The Cathedral of St. Philip - Atlanta, GA

True Love Doesn’t Judge

An Evensong meditation by the Rev. Canon George Maxwell
The Sixth Sunday of Easter – Year A

 

In the name of God, Father, Son, and Holy Spirit. Amen.

About a year ago, the standup comedian Nick Kroll, released on Netflix a skit titled, Why Are We So Mean To Our Mothers? And in this skit, he talks about how reactive he is to his own mother.

“She could,” he says, “send me an article about the Art Deco movement in Los Angeles, and I would say, ‘why did you send me that article?’ You know I hate Art Deco. That is my least favorite architectural style.”

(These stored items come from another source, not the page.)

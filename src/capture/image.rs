//! Screenshot image type for captured screenshots

use std::path::Path;

use anyhow::Context;
use image::RgbaImage;

use crate::domain::{Rect, Size};

/// A captured screenshot: raw RGBA pixels plus the device pixel ratio
#[derive(Clone, Debug)]
pub struct ScreenImage {
    pub rgba: RgbaImage,
    /// Device pixels per logical pixel
    pub scale: f32,
}

impl ScreenImage {
    /// Wrap a raw RGBA buffer as delivered by the host
    pub fn from_raw(width: u32, height: u32, pixels: Vec<u8>, scale: f32) -> anyhow::Result<Self> {
        let expected = width as usize * height as usize * 4;
        if pixels.len() != expected {
            anyhow::bail!(
                "screenshot buffer has {} bytes, {}x{} RGBA needs {}",
                pixels.len(),
                width,
                height,
                expected
            );
        }
        let rgba = RgbaImage::from_raw(width, height, pixels)
            .context("screenshot buffer does not match its dimensions")?;
        Ok(Self::new(rgba, scale))
    }

    pub fn new(rgba: RgbaImage, scale: f32) -> Self {
        let scale = if scale.is_finite() && scale > 0.0 {
            scale
        } else {
            1.0
        };
        log::debug!(
            "ScreenImage captured: {}x{} pixels at scale {}",
            rgba.width(),
            rgba.height(),
            scale
        );
        Self { rgba, scale }
    }

    /// Decode an image file (PNG, JPEG, ...) into a screenshot
    pub fn open(path: &Path, scale: f32) -> anyhow::Result<Self> {
        let rgba = image::open(path)
            .with_context(|| format!("opening screenshot {}", path.display()))?
            .to_rgba8();
        Ok(Self::new(rgba, scale))
    }

    /// Get the width of the image
    pub fn width(&self) -> u32 {
        self.rgba.width()
    }

    /// Get the height of the image
    pub fn height(&self) -> u32 {
        self.rgba.height()
    }

    /// Size of the overlay container in logical pixels
    pub fn logical_size(&self) -> Size {
        Size::new(
            self.width() as f32 / self.scale,
            self.height() as f32 / self.scale,
        )
    }

    /// Copy of the pixels under a logical region, at device resolution
    ///
    /// The region is clipped to the screenshot. Any part left on it yields
    /// at least one pixel per side, so sub-pixel slivers still crop.
    pub fn crop(&self, region: Rect) -> anyhow::Result<RgbaImage> {
        let bounds = Size::new(self.width() as f32, self.height() as f32);
        let device = region.scale(self.scale).clip_to(bounds);
        if device.is_empty() {
            anyhow::bail!(
                "region {:?} covers no pixels of the {}x{} screenshot",
                region,
                self.width(),
                self.height()
            );
        }
        let x = (device.x.round() as u32).min(self.width() - 1);
        let y = (device.y.round() as u32).min(self.height() - 1);
        let width = (device.width.round() as u32).max(1).min(self.width() - x);
        let height = (device.height.round() as u32).max(1).min(self.height() - y);
        Ok(image::imageops::crop_imm(&self.rgba, x, y, width, height).to_image())
    }
}
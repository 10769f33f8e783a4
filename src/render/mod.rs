//! Annotation rendering module
//!
//! This module contains:
//! - Geometry calculations shared by selection, shapes and the mosaic brush
//! - The block-averaging mosaic painter
//! - Shape rendering using tiny-skia and PNG encoding

pub mod geometry;
pub mod image;
pub mod mosaic;
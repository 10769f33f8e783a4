//! Geometric types for selection regions and coordinates
//!
//! All values are logical (DPR-independent) pixels unless a name says otherwise.

use serde::{Deserialize, Serialize};

/// A point in logical coordinates
#[derive(Clone, Copy, Debug, Default, PartialEq, Serialize, Deserialize)]
pub struct Point {
    pub x: f32,
    pub y: f32,
}

impl Point {
    pub fn new(x: f32, y: f32) -> Self {
        Self { x, y }
    }

    /// Vector from `origin` to this point
    pub fn delta_from(&self, origin: Point) -> (f32, f32) {
        (self.x - origin.x, self.y - origin.y)
    }

    pub fn distance(&self, other: Point) -> f32 {
        let dx = other.x - self.x;
        let dy = other.y - self.y;
        (dx * dx + dy * dy).sqrt()
    }
}

/// Width and height of a container or surface
#[derive(Clone, Copy, Debug, Default, PartialEq, Serialize, Deserialize)]
pub struct Size {
    pub width: f32,
    pub height: f32,
}

impl Size {
    pub fn new(width: f32, height: f32) -> Self {
        Self { width, height }
    }
}

/// Logical position and size of a rectangle
///
/// Width and height are non-negative once a gesture is finalized.
#[derive(Clone, Copy, Debug, Default, PartialEq, Serialize, Deserialize)]
pub struct Rect {
    pub x: f32,
    pub y: f32,
    pub width: f32,
    pub height: f32,
}

impl Rect {
    pub fn new(x: f32, y: f32, width: f32, height: f32) -> Self {
        Self {
            x,
            y,
            width,
            height,
        }
    }

    pub fn right(&self) -> f32 {
        self.x + self.width
    }

    pub fn bottom(&self) -> f32 {
        self.y + self.height
    }

    pub fn origin(&self) -> Point {
        Point::new(self.x, self.y)
    }

    /// True when either side is zero, i.e. a click rather than a drag
    pub fn is_empty(&self) -> bool {
        self.width == 0.0 || self.height == 0.0
    }

    /// Check if this rectangle contains a point, inclusive on all four edges
    pub fn contains_point(&self, point: Point) -> bool {
        point.x >= self.x
            && point.x <= self.right()
            && point.y >= self.y
            && point.y <= self.bottom()
    }

    /// Clip to `[0, bounds.width] x [0, bounds.height]`
    pub fn clip_to(&self, bounds: Size) -> Rect {
        let left = self.x.max(0.0);
        let top = self.y.max(0.0);
        let right = self.right().min(bounds.width);
        let bottom = self.bottom().min(bounds.height);
        Rect {
            x: left,
            y: top,
            width: (right - left).max(0.0),
            height: (bottom - top).max(0.0),
        }
    }

    /// Scale every component, e.g. logical to device pixels
    pub fn scale(&self, factor: f32) -> Rect {
        Rect {
            x: self.x * factor,
            y: self.y * factor,
            width: self.width * factor,
            height: self.height * factor,
        }
    }
}

/// A visible OS window as reported by the host
#[derive(Clone, Debug, PartialEq, Serialize, Deserialize)]
pub struct WindowInfo {
    pub name: String,
    pub bounds: Rect,
}

#[cfg(test)]
mod tests {
    use super::*;

    #[test]
    fn test_contains_point_is_inclusive() {
        let rect = Rect::new(0.0, 0.0, 200.0, 200.0);
        assert!(rect.contains_point(Point::new(0.0, 0.0)));
        assert!(rect.contains_point(Point::new(200.0, 200.0)));
        assert!(!rect.contains_point(Point::new(200.5, 10.0)));
        assert!(!rect.contains_point(Point::new(10.0, -0.5)));
    }

    #[test]
    fn test_clip_to_container() {
        let rect = Rect::new(-20.0, 10.0, 100.0, 600.0);
        let clipped = rect.clip_to(Size::new(500.0, 500.0));
        assert_eq!(clipped, Rect::new(0.0, 10.0, 80.0, 490.0));
    }

    #[test]
    fn test_clip_outside_container_is_empty() {
        let rect = Rect::new(600.0, 600.0, 10.0, 10.0);
        assert!(rect.clip_to(Size::new(500.0, 500.0)).is_empty());
    }

    #[test]
    fn test_is_empty() {
        assert!(Rect::new(3.0, 4.0, 0.0, 10.0).is_empty());
        assert!(Rect::new(3.0, 4.0, 10.0, 0.0).is_empty());
        assert!(!Rect::new(3.0, 4.0, 1.0, 1.0).is_empty());
    }
}
//! Annotation canvas: layered surfaces for the frozen selection
//!
//! Three same-sized device-resolution surfaces are kept:
//! - `base`: the captured pixels under the selection
//! - `mosaic`: pixelated brush strokes, painted immediately
//! - `overlay`: committed vector shapes plus the one being dragged
//!
//! Pointer positions arrive in client (container) coordinates and are turned
//! into canvas-local logical coordinates before any geometry is computed.

use tiny_skia::{Color, Pixmap, PixmapPaint, Transform};

use crate::capture::image::ScreenImage;
use crate::config::PixmarkConfig;
use crate::domain::{Annotation, Pen, Point, Rect, ShapeKind};
use crate::render::geometry::{self, interpolate_with_overlap};
use crate::render::image::{
    draw_annotation, draw_annotations_in_order, encode_png, pixmap_from_rgba, rgba_from_pixmap,
};
use crate::render::mosaic::Mosaic;

/// Drawing parameters handed to every new shape
#[derive(Clone, Copy, Debug, PartialEq)]
pub struct CanvasSettings {
    pub pen: Pen,
    pub mosaic_radius: f32,
    pub mosaic_overlap: f32,
    /// Logical pixels, scaled by the device pixel ratio
    pub mosaic_block_size: u32,
}

impl From<&PixmarkConfig> for CanvasSettings {
    fn from(config: &PixmarkConfig) -> Self {
        Self {
            pen: config.pen(),
            mosaic_radius: config.mosaic_radius,
            mosaic_overlap: config.mosaic_overlap,
            mosaic_block_size: config.mosaic_block_size,
        }
    }
}

impl Default for CanvasSettings {
    fn default() -> Self {
        Self::from(&PixmarkConfig::default())
    }
}

struct Layers {
    base: Pixmap,
    mosaic: Mosaic,
    overlay: Pixmap,
}

/// Owner of the annotation surfaces and the committed shape list
pub struct AnnotationCanvas {
    settings: CanvasSettings,
    /// Device pixels per logical pixel of the installed background
    scale: f32,
    region: Option<Rect>,
    layers: Option<Layers>,
    shapes: Vec<Annotation>,
    current: Option<Annotation>,
    drawing: bool,
    start: Point,
    end: Point,
    /// The in-progress mosaic stroke has touched the mosaic surface
    mosaic_painted: bool,
}

impl AnnotationCanvas {
    pub fn new(settings: CanvasSettings) -> Self {
        Self {
            settings,
            scale: 1.0,
            region: None,
            layers: None,
            shapes: Vec::new(),
            current: None,
            drawing: false,
            start: Point::default(),
            end: Point::default(),
            mosaic_painted: false,
        }
    }

    /// Copy the pixels under `region` into the base surface
    ///
    /// Returns `Ok(false)` without touching anything when `region` is already
    /// installed. A different region starts over with empty surfaces, an empty
    /// shape list and a fresh mosaic cache.
    pub fn install_background(&mut self, image: &ScreenImage, region: Rect) -> anyhow::Result<bool> {
        if self.region == Some(region) && self.layers.is_some() {
            log::debug!("Background for {:?} already installed", region);
            return Ok(false);
        }

        let pixels = image.crop(region)?;
        let (width, height) = pixels.dimensions();
        let base = pixmap_from_rgba(&pixels)?;
        let mosaic_surface = blank_surface(width, height)?;
        let overlay = blank_surface(width, height)?;
        let mosaic = Mosaic::new(
            pixels,
            mosaic_surface,
            image.scale,
            self.settings.mosaic_block_size,
        )?;

        log::info!(
            "Installed {}x{} background for region {:?}",
            width,
            height,
            region
        );
        self.scale = image.scale;
        self.region = Some(region);
        self.layers = Some(Layers {
            base,
            mosaic,
            overlay,
        });
        self.shapes.clear();
        self.drawing = false;
        self.mosaic_painted = false;
        if let Some(kind) = self.tool() {
            self.current = Some(self.fresh_shape(kind));
        }
        Ok(true)
    }

    /// Activate a drawing tool; an unfinished shape of another kind is dropped
    pub fn set_tool(&mut self, kind: ShapeKind) {
        if self.tool() == Some(kind) {
            return;
        }
        if self.drawing {
            self.discard_current();
        }
        log::debug!("Annotation tool set to {:?}", kind);
        self.current = Some(self.fresh_shape(kind));
    }

    pub fn tool(&self) -> Option<ShapeKind> {
        self.current.as_ref().map(Annotation::kind)
    }

    pub fn region(&self) -> Option<Rect> {
        self.region
    }

    pub fn shapes(&self) -> &[Annotation] {
        &self.shapes
    }

    pub fn is_drawing(&self) -> bool {
        self.drawing
    }

    pub fn can_undo(&self) -> bool {
        !self.shapes.is_empty()
    }

    pub fn mosaic(&self) -> Option<&Mosaic> {
        self.layers.as_ref().map(|layers| &layers.mosaic)
    }

    pub fn overlay(&self) -> Option<&Pixmap> {
        self.layers.as_ref().map(|layers| &layers.overlay)
    }

    /// Client position to canvas-local logical position, clamped to the region
    pub fn canvas_pos(&self, client: Point) -> Point {
        let Some(region) = self.region else {
            return Point::default();
        };
        Point::new(
            (client.x - region.x).clamp(0.0, region.width.max(0.0)),
            (client.y - region.y).clamp(0.0, region.height.max(0.0)),
        )
    }

    pub fn pointer_down(&mut self, client: Point) {
        if self.layers.is_none() || self.current.is_none() {
            return;
        }
        let pos = self.canvas_pos(client);
        self.start = pos;
        self.end = pos;
        self.drawing = true;
    }

    pub fn pointer_move(&mut self, client: Point) {
        if !self.drawing {
            return;
        }
        let pos = self.canvas_pos(client);
        self.end = pos;

        let Some(region) = self.region else {
            return;
        };
        let start = self.start;
        let Some(current) = self.current.as_mut() else {
            return;
        };
        match current {
            Annotation::Rect(shape) => {
                shape.rect = geometry::rect_from_points(start, pos, region.width, region.height);
            }
            Annotation::Circle(shape) => {
                shape.ellipse =
                    geometry::ellipse_from_points(start, pos, region.width, region.height);
            }
            Annotation::Path(shape) => {
                if shape.points.is_empty() {
                    shape.points.push(start);
                }
                shape.points.push(pos);
            }
            Annotation::Arrow(shape) => {
                shape.from_x = start.x;
                shape.from_y = start.y;
                shape.to_x = pos.x;
                shape.to_y = pos.y;
            }
            Annotation::Mosaic(shape) => {
                let Some(layers) = self.layers.as_mut() else {
                    return;
                };
                let radius = shape.radius;
                if shape.points.is_empty() {
                    shape.points.push(start);
                    layers.mosaic.paint_circle(start.x, start.y, radius, false);
                }
                let last = shape.points.last().copied().unwrap_or(start);
                for point in
                    interpolate_with_overlap(last, pos, radius, self.settings.mosaic_overlap)
                        .skip(1)
                {
                    layers.mosaic.paint_circle(point.x, point.y, radius, false);
                    shape.points.push(point);
                }
                layers.mosaic.flush();
                self.mosaic_painted = true;
                return;
            }
        }
        self.render_all();
    }

    /// Finish the gesture: a drag commits the shape, a click discards it
    ///
    /// Returns true when a shape was committed.
    pub fn pointer_up(&mut self) -> bool {
        if !self.drawing {
            return false;
        }
        self.drawing = false;
        let Some(kind) = self.tool() else {
            return false;
        };

        if self.start == self.end {
            self.discard_current();
            self.render_all();
            return false;
        }

        let fresh = self.fresh_shape(kind);
        if let Some(shape) = self.current.replace(fresh) {
            log::debug!("Committed {:?} annotation {}", kind, shape.id());
            self.shapes.push(shape);
        }
        self.mosaic_painted = false;
        self.render_all();
        true
    }

    /// Repaint the overlay from the committed shapes plus the live preview
    pub fn render_all(&mut self) {
        let Some(layers) = self.layers.as_mut() else {
            return;
        };
        layers.overlay.fill(Color::TRANSPARENT);
        draw_annotations_in_order(&mut layers.overlay, &self.shapes, self.scale);
        if self.drawing
            && self.start != self.end
            && let Some(current) = &self.current
        {
            draw_annotation(&mut layers.overlay, current, self.scale);
        }
    }

    /// Remove the last committed shape
    pub fn undo(&mut self) -> bool {
        let Some(shape) = self.shapes.pop() else {
            return false;
        };
        log::debug!("Undo {:?} annotation {}", shape.kind(), shape.id());
        if shape.is_mosaic() {
            self.rebuild_mosaic();
        }
        self.render_all();
        true
    }

    /// Composite base, mosaic and overlay at device resolution
    pub fn composite(&self) -> anyhow::Result<image::RgbaImage> {
        let Some(layers) = self.layers.as_ref() else {
            anyhow::bail!("no background installed");
        };
        let mut result = layers.base.clone();
        let paint = PixmapPaint::default();
        result.draw_pixmap(
            0,
            0,
            layers.mosaic.surface().as_ref(),
            &paint,
            Transform::identity(),
            None,
        );
        result.draw_pixmap(
            0,
            0,
            layers.overlay.as_ref(),
            &paint,
            Transform::identity(),
            None,
        );
        rgba_from_pixmap(&result)
    }

    /// Composited result encoded as PNG
    pub fn export_png(&self) -> anyhow::Result<Vec<u8>> {
        encode_png(&self.composite()?)
    }

    fn fresh_shape(&self, kind: ShapeKind) -> Annotation {
        Annotation::new(kind, self.settings.pen, self.settings.mosaic_radius)
    }

    fn discard_current(&mut self) {
        self.drawing = false;
        if let Some(kind) = self.tool() {
            self.current = Some(self.fresh_shape(kind));
        }
        if self.mosaic_painted {
            self.rebuild_mosaic();
        }
    }

    fn rebuild_mosaic(&mut self) {
        self.mosaic_painted = false;
        let Some(layers) = self.layers.as_mut() else {
            return;
        };
        layers.mosaic.clear();
        for shape in &self.shapes {
            if let Annotation::Mosaic(stroke) = shape {
                layers.mosaic.paint_shape(stroke);
            }
        }
    }
}

fn blank_surface(width: u32, height: u32) -> anyhow::Result<Pixmap> {
    Pixmap::new(width, height)
        .ok_or_else(|| anyhow::anyhow!("cannot create {}x{} surface", width, height))
}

“Or,” he says, “she could compliment me on my coat. And I would say, ‘What about all my other coats? Don't you like them just as well?’”

There was something about his relationship with his mother—and maybe some of ours—that leaves us reactive. But why? Because as we all know, your mother from your earliest age is typically the one who you can actually fall apart with. You can hold it together in school. You can hold it together at work, but when you have to fall apart, your mother is often where you go.

Why do we have this paradox where the person we want most to love us is the person we're often rejecting?

I think this results from a fundamental yearning on the part of all of us to be fully known and fully loved. But the challenge of wanting to be fully known and fully loved is that if you're not willing to reveal yourself fully for fear of rejection or judgment, then you'll never be fully loved. And herein lies this quandary in life.

I think the disciples in our reading from John are right here in this quandary. We're in the farewell discourse of John. Jesus has come to his disciples and told them that it is time for him to go away. He is the one who knows them. He is the one who loves them like a mother.

They are understandably afraid. And he says, “I will send you an advocate. I will send you the Holy Spirit, worry not.” And then he says, “Because the Father is in me and I am in the Father and I will be in you, and you will be in me.”

As complicated as that sentence structure is, what I think he is saying is that I have dedicated myself to the Father fully. He has become part of me. You have seen him because you have seen me. And you must dedicate yourself to the Father just as I did, and you will feel the Christ working in you just as I have felt the Father working in me.

All of which is to say, by dedicating yourself to God, you can experience union with God. You can actually discover that it is possible for you to be fully known and fully loved, but it won't be something that you read in a book. It won't even be something that someone tells you. It will be something that you experience, that sense of being fully known and fully loved.

Let me give you an example from scripture. The story about the prodigal son, which is really a story about the prodigal father.

You remember the story: the youngest son decides that he wants his inheritance. He's had enough of this hardworking life on the farm, and he takes his money off to a distant land where, with dissolute living, he spends it all, finding himself working, let's just say, in a level of society he would never have experienced and having lost any sense of himself, having felt no love for anyone.

He then decides he will return to his father, and he decides he will apologize. He will take responsibility. He will reveal himself for who he really is and see what happens. Do you remember what happens? As he is on the road approaching his father's estate, his father comes running out of the house and embraces him before he can utter a word, before he can apologize, before he can confess, before he can do anything. He is fully known and fully loved, and it is an experience that he has from his father.

It is that experience that Jesus is promising the disciples, and in fact, all of us, that at the core of our being is the Spirit. That source of energy, which we have had all along, but didn't know it because we were afraid to face it, because we didn't have the courage to do what we wanted most, to allow ourselves to be fully known so that we could be fully loved.

And it is in this way, I think, that God loves us like a mother, an unconditional love that we didn't earn and we could never lose. All we have to do is get out of the way. All we have to do is follow Christ, allowing that spirit to emerge in us as the promised advocate, and we will feel a sense of energy, a sense of joy, and know that we are loved because we are lovable, because we are worthy, because we are children of God. Amen.